A menudo, al pensar en los agricultores se piensa en hombres, pero en realidad las campesinas participan enormemente en la producción mundial de alimentos.
Fíjate, las mujeres rurales producen la mitad de los alimentos del mundo, y entre el 60 por ciento y el 80 por ciento casi en todos los países en desarrollo.
En general los hombres labran las tierras y llevan a los animales de tiro, mientras que las mujeres se encargan de la siembra, la eliminación de la maleza, la aplicación de fertilizantes y plaguicidas, la cosecha y la trilla. Los hombres cuidan los cultivos comerciales, y ellas los huertos domésticos.
En las estadísticas económicas por lo general no figura el trabajo que desempeñan las mujeres, pero tiene una gran importancia para la alimentación y la salud de la familia. Como ellas utilizan una gran variedad de plantas silvestres como alimentos y medicamentos para sus familias, tienen un valioso conocimiento de la
biodiversidad local.
En muchas partes del mundo en desarrollo, especialmente en África, está aumentando la participación de las mujeres en la producción de alimentos. La guerra, la epidemia de SIDA y las presiones para encontrar empleos mejor remunerados en las ciudades han creado una situación en la cual muchos esposos y padres sencillamente están ausentes. En el sur de África, casi una tercera parte de los hogares con hijos están a cargo de las mujeres.

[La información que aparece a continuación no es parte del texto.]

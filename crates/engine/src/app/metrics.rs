//! Frame pacing statistics for the walkabout loop.
//!
//! The loop feeds every raw frame delta into a [`MetricsAccumulator`]; once per
//! interval it folds them into a [`LoopMetricsSnapshot`] that the F3 overlay
//! and the `loop_metrics` log line read back through a [`MetricsHandle`].

use std::sync::atomic::{AtomicBool, Ordering};
use std::sync::{Arc, Mutex, MutexGuard, PoisonError};
use std::time::{Duration, Instant};

use tracing::warn;

static POISON_WARNED: AtomicBool = AtomicBool::new(false);

#[derive(Debug, Clone, Copy, Default, PartialEq)]
pub struct LoopMetricsSnapshot {
    pub fps: f32,
    pub frame_time_ms: f32,
    /// Longest raw frame seen in the interval.
    pub worst_frame_ms: f32,
    /// Frames whose delta hit the simulation clamp, so the player walked
    /// less than wall-clock time suggests.
    pub clamped_frames: u32,
}

/// Shared, cloneable view of the latest published snapshot.
#[derive(Clone, Debug, Default)]
pub struct MetricsHandle {
    latest: Arc<Mutex<LoopMetricsSnapshot>>,
}

impl MetricsHandle {
    pub fn snapshot(&self) -> LoopMetricsSnapshot {
        *self.lock()
    }

    pub(crate) fn publish(&self, snapshot: LoopMetricsSnapshot) {
        *self.lock() = snapshot;
    }

    // The snapshot is plain `Copy` data, so a poisoned lock still holds a
    // whole value.
    fn lock(&self) -> MutexGuard<'_, LoopMetricsSnapshot> {
        self.latest.lock().unwrap_or_else(|poisoned| {
            if !POISON_WARNED.swap(true, Ordering::Relaxed) {
                warn!("metrics_lock_poisoned");
            }
            PoisonError::into_inner(poisoned)
        })
    }
}

#[derive(Debug)]
pub(crate) struct MetricsAccumulator {
    window_start: Instant,
    window: Duration,
    clamp: Duration,
    frames: u32,
    clamped_frames: u32,
    total: Duration,
    worst: Duration,
}

impl MetricsAccumulator {
    /// `clamp` is the loop's max frame delta; frames at or above it are
    /// counted as clamped.
    pub(crate) fn new(window: Duration, clamp: Duration) -> Self {
        Self {
            window_start: Instant::now(),
            window,
            clamp,
            frames: 0,
            clamped_frames: 0,
            total: Duration::ZERO,
            worst: Duration::ZERO,
        }
    }

    pub(crate) fn record_frame(&mut self, raw_dt: Duration) {
        self.frames = self.frames.saturating_add(1);
        self.total = self.total.saturating_add(raw_dt);
        self.worst = self.worst.max(raw_dt);
        if raw_dt >= self.clamp {
            self.clamped_frames = self.clamped_frames.saturating_add(1);
        }
    }

    pub(crate) fn maybe_snapshot(&mut self, now: Instant) -> Option<LoopMetricsSnapshot> {
        let elapsed = now.saturating_duration_since(self.window_start);
        if elapsed < self.window {
            return None;
        }

        let snapshot = LoopMetricsSnapshot {
            fps: self.frames as f32 / elapsed.as_secs_f32().max(f32::EPSILON),
            frame_time_ms: match self.frames {
                0 => 0.0,
                frames => self.total.as_secs_f32() * 1000.0 / frames as f32,
            },
            worst_frame_ms: self.worst.as_secs_f32() * 1000.0,
            clamped_frames: self.clamped_frames,
        };

        *self = Self {
            window_start: now,
            ..Self::new(self.window, self.clamp)
        };
        Some(snapshot)
    }
}

#[cfg(test)]
mod tests {
    use std::thread;

    use super::*;

    const WINDOW: Duration = Duration::from_secs(1);
    const CLAMP: Duration = Duration::from_millis(50);

    fn ms(value: u64) -> Duration {
        Duration::from_millis(value)
    }

    #[test]
    fn snapshot_averages_frames_and_tracks_worst() {
        let mut accumulator = MetricsAccumulator::new(WINDOW, CLAMP);
        let base = Instant::now();
        for dt in [16, 20, 24] {
            accumulator.record_frame(ms(dt));
        }

        let snapshot = accumulator
            .maybe_snapshot(base + Duration::from_secs(2))
            .expect("snapshot");

        assert!((snapshot.fps - 1.5).abs() < 0.05);
        assert!((snapshot.frame_time_ms - 20.0).abs() < 0.001);
        assert!((snapshot.worst_frame_ms - 24.0).abs() < 0.001);
        assert_eq!(snapshot.clamped_frames, 0);
    }

    #[test]
    fn frames_at_the_clamp_are_counted() {
        let mut accumulator = MetricsAccumulator::new(WINDOW, CLAMP);
        let base = Instant::now();
        accumulator.record_frame(ms(16));
        accumulator.record_frame(ms(50));
        accumulator.record_frame(ms(250));

        let snapshot = accumulator
            .maybe_snapshot(base + WINDOW)
            .expect("snapshot");
        assert_eq!(snapshot.clamped_frames, 2);
        assert!((snapshot.worst_frame_ms - 250.0).abs() < 0.001);
    }

    #[test]
    fn each_window_starts_empty() {
        let mut accumulator = MetricsAccumulator::new(WINDOW, CLAMP);
        let base = Instant::now();
        accumulator.record_frame(ms(80));
        assert!(accumulator.maybe_snapshot(base + WINDOW).is_some());

        let idle = accumulator
            .maybe_snapshot(base + Duration::from_secs(3))
            .expect("idle snapshot");
        assert_eq!(idle, LoopMetricsSnapshot::default());
    }

    #[test]
    fn no_snapshot_inside_the_window() {
        let mut accumulator = MetricsAccumulator::new(WINDOW, CLAMP);
        let base = Instant::now();
        accumulator.record_frame(ms(16));
        assert!(accumulator.maybe_snapshot(base + ms(500)).is_none());
    }

    #[test]
    fn handle_survives_a_poisoned_lock() {
        let handle = MetricsHandle::default();
        let shared = handle.clone();
        let _ = thread::spawn(move || {
            let _guard = shared.latest.lock().expect("lock");
            panic!("poison the metrics lock");
        })
        .join();

        assert_eq!(handle.snapshot(), LoopMetricsSnapshot::default());
        let published = LoopMetricsSnapshot {
            fps: 30.0,
            frame_time_ms: 33.0,
            worst_frame_ms: 40.0,
            clamped_frames: 1,
        };
        handle.publish(published);
        assert_eq!(handle.snapshot(), published);
    }
}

Ya que tienes información básica ¿por qué no resuelves nuestro
cuestionario sobre las mujeres y la agricultura?
La discriminación contra las mujeres comienza de pequeñas. Las niñas, en especial las del campo, muchas veces no tienen las mismas oportunidades de estudiar que los niños. En el sur de Asia sólo el 60 por ciento de las niñas, en comparación con los niños, va a la escuela. En África, la cifra es de 68 por ciento.
Fíjate, se ha investigado que si las niñas terminan la escuela primaria la producción agrícola podría aumentar un 24 por ciento. También mejoraría mucho la salud y la nutrición en el hogar y disminuiría la mortandad infantil.
Infórmate sobre el trabajo de la FAO en el ámbito de
la educación.
En muchos países del mundo en desarrollo, las campesinas a menudo no tienen derecho de ser propietarias ni de heredar tierras. O cuando tienen estos derechos por ley, no se practican.
El analfabetismo y la falta de derechos efectivos significan que las mujeres a menudo no puedan obtener préstamos para comprar suministros o contratar mano de obra, ni participar en las cooperativas agrícolas o en otros grupos de apoyo a los agricultores.
También significa que las mujeres y las niñas pueden sufrir una pobreza extrema cuando mueren sus parejas o sus padres. En algunos países, la familia del esposo despoja a las mujeres de sus bienes cuando muere su pareja. Esto las hace todavía más pobres y las expone a la explotación sexual y la violencia.
Infórmate sobre
las mujeres y el SIDA.
Como el trabajo agrícola de las mujeres a menudo no está remunerado y lo que producen no figura en la información económica, muchas personas creen que no "cuenta". Por eso falta mucha información sobre la contribución de las mujeres a la producción de alimentos y sobre los servicios que ellas necesitan. La FAO ayuda a los países a recopilar información más exacta sobre la función de las mujeres en la producción de alimentos, para que puedan mejorar sus políticas de desarrollo rural.
La FAO también ayuda a los gobiernos, las cooperativas agrícolas y otras organizaciones de agricultores a mejorar sus servicios a fin de que las mujeres reciban el apoyo que requieren.
Además, la FAO trabaja en el campo para estudiar la forma en que las comunidades protegen o no protegen los derechos de las mujeres. Ha organizado conferencias internacionales para encontrar formas de hacer que los derechos a la tierra y de propiedad sean más justos para las mujeres. Colabora con los gobiernos y con centros locales de ayuda jurídica para crear conciencia en las comunidades rurales sobre los derechos de las mujeres y la forma en que es posible protegerlas.